## Problem requirements
Pick out each line below containing "that".

Items listed in a dataset
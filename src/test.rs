use alloc::format;
use alloc::string::String;
use alloc::string::ToString;
use alloc::vec;
use alloc::vec::Vec;
use core::cell::Cell;
use core::ops::ControlFlow;

use crate::*;

fn one_two_three() -> Resumable<&'static str, core::array::IntoIter<i32, 3>> {
    Resumable::new(|_| [1, 2, 3])
}

#[test]
fn alive_after_construction() {
    assert!(one_two_three().is_alive());
}

#[test]
fn factory_runs_but_producer_does_not() {
    let factory_calls = Cell::new(0);
    let steps = Cell::new(0);
    let (factory_calls, steps) = (&factory_calls, &steps);
    let mut r = Resumable::new(move |_: InputCell<()>| {
        factory_calls.set(factory_calls.get() + 1);
        core::iter::from_fn(move || {
            steps.set(steps.get() + 1);
            Some(())
        })
    });
    assert_eq!((factory_calls.get(), steps.get()), (1, 0));
    assert!(r.current().is_none());
    r.assert_yields((), ());
    assert_eq!((factory_calls.get(), steps.get()), (1, 1));
}

#[test]
fn lazy_tail_returns_last_value_again() {
    one_two_three()
        .assert_yields("a", 1)
        .assert_yields("b", 2)
        .assert_yields("c", 3)
        .assert_finishes("d", 3)
        .assert_completed("e")
        .assert_completed("f");
}

#[test]
fn empty_producer_finishes_with_default() {
    let mut r = Resumable::new(|_: InputCell<i32>| core::iter::empty::<u8>());
    assert_eq!(r.resume(7), Ok(0));
    assert!(!r.is_alive());
    assert_eq!(r.current(), None);
    assert_eq!(r.resume(7), Err(ResumeError::Completed));
}

#[test]
fn completed_resume_does_not_write_input() {
    let mut r = Resumable::new(|input: InputCell<i32>| {
        let mut remaining = 1;
        core::iter::from_fn(move || {
            if remaining == 0 {
                return None;
            }
            remaining -= 1;
            Some(input.get())
        })
    });
    assert_eq!(r.resume(10), Ok(10));
    assert_eq!(r.resume(20), Ok(10));
    assert_eq!(r.resume(30), Err(ResumeError::Completed));
    assert_eq!(r.advance(40), Err(ResumeError::Completed));
    assert_eq!(
        format!("{r:?}"),
        "Resumable { input: InputCell(20), current: Some(10), alive: false, .. }"
    );
    assert_eq!(r.into_current(), Some(10));
}

#[test]
fn producer_sees_latest_input() {
    let mut r = Resumable::new(|input: InputCell<String>| {
        core::iter::repeat_with(move || input.get())
    });
    for word in ["alpha", "beta", "gamma"] {
        assert_eq!(r.resume(word.to_string()), Ok(word.to_string()));
    }
}

#[test]
fn echo_plus_one_from_zero() {
    let mut r = Resumable::new(|input: InputCell<i32>| {
        let mut x = 0;
        let mut started = false;
        core::iter::from_fn(move || {
            if started {
                x = input.get();
            }
            started = true;
            Some(x + 1)
        })
    });
    r.assert_yields(5, 1).assert_yields(5, 6).assert_yields(0, 1);
}

#[test]
fn with_input_seeds_the_cell() {
    let mut r = Resumable::with_input(41, |input: InputCell<i32>| {
        let seed = input.get();
        core::iter::once(seed + 1)
    });
    r.assert_yields(0, 42).assert_finishes(0, 42);
}

#[test]
fn advance_does_not_require_clone() {
    struct Token(u32);
    let mut r = Resumable::new(|_: InputCell<()>| (1..=2).map(Token));
    assert_eq!(r.advance(()), Ok(true));
    assert_eq!(r.current().map(|t| t.0), Some(1));
    assert_eq!(r.advance(()), Ok(true));
    assert_eq!(r.advance(()), Ok(false));
    assert_eq!(r.current().map(|t| t.0), Some(2));
    assert_eq!(r.advance(()), Err(ResumeError::Completed));
}

#[test]
fn infinite_producer_stays_alive() {
    let mut r = yield_with(|n: &u64| n * n);
    for n in 0..1000 {
        assert_eq!(r.resume(n), Ok(n * n));
        assert!(r.is_alive());
    }
}

#[test]
fn yield_with_keeps_closure_state() {
    let mut length = 0;
    yield_with(move |s: &&str| {
        length += s.len();
        length
    })
    .assert_yields("foo", 3)
    .assert_yields("bar", 6)
    .assert_yields("baz", 9);
}

#[test]
fn from_control_flow_stops_on_sentinel() {
    from_control_flow(|n: &i32| {
        if *n == 0 {
            ControlFlow::Break(())
        } else {
            ControlFlow::Continue(100 / n)
        }
    })
    .assert_yields(4, 25)
    .assert_yields(50, 2)
    .assert_finishes(0, 2)
    .assert_completed(1);
}

#[test]
fn drive_stops_at_completion() {
    let mut r = one_two_three();
    let produced: Vec<i32> = r.drive(["a", "b", "c", "d", "e"]).collect();
    assert_eq!(produced, vec![1, 2, 3]);
    assert!(!r.is_alive());
    assert_eq!(r.drive(["f"]).count(), 0);
}

#[test]
fn drive_stops_when_inputs_run_out() {
    let mut r = one_two_three();
    assert_eq!(r.drive(["a", "b"]).collect::<Vec<_>>(), vec![1, 2]);
    assert!(r.is_alive());
    r.assert_yields("c", 3).assert_finishes("d", 3);
}

#[test]
fn drive_does_not_consume_inputs_after_completion() {
    let mut r = Resumable::new(|_: InputCell<i32>| [7]);
    let mut inputs = [1, 2, 3, 4].into_iter();
    assert_eq!(r.drive(inputs.by_ref()).collect::<Vec<_>>(), vec![7]);
    // One input produced 7, one discovered exhaustion.
    assert_eq!(inputs.next(), Some(3));
}

#[test]
fn producer_errors_pass_through() {
    let mut r = Resumable::new(|input: InputCell<&'static str>| {
        core::iter::repeat_with(move || input.get().parse::<i32>())
    });
    assert_eq!(r.advance("12"), Ok(true));
    assert_eq!(r.current(), Some(&Ok(12)));
    assert_eq!(r.advance("twelve"), Ok(true));
    assert!(matches!(r.current(), Some(Err(_))));
    assert!(r.is_alive());
}

#[test]
fn error_message() {
    assert_eq!(
        ResumeError::Completed.to_string(),
        "cannot resume a completed computation"
    );
}
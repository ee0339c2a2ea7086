use thiserror::Error;

/// The result type returned when stepping a [`Resumable`](crate::Resumable).
pub type Result<T, E = ResumeError> = core::result::Result<T, E>;

/// Errors raised by [`Resumable`](crate::Resumable) itself.
///
/// Failures inside the producer are never translated into this type. A
/// producer that yields `Result` values hands its errors straight to the
/// caller, and a producer that panics unwinds through `resume()` unchanged.
#[derive(Error, Debug, Clone, Copy, PartialEq, Eq, Hash)]
pub enum ResumeError {
    /// `resume()` was called after the computation had already completed.
    ///
    /// This is always a logic error in the caller. Nothing was executed and
    /// the input was dropped without being written.
    #[error("cannot resume a completed computation")]
    Completed,
}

## Written reply
/// producer that yields `Result` values hands its errors straight to the
/// caller, and a producer that panics unwinds through `resume()` unchanged.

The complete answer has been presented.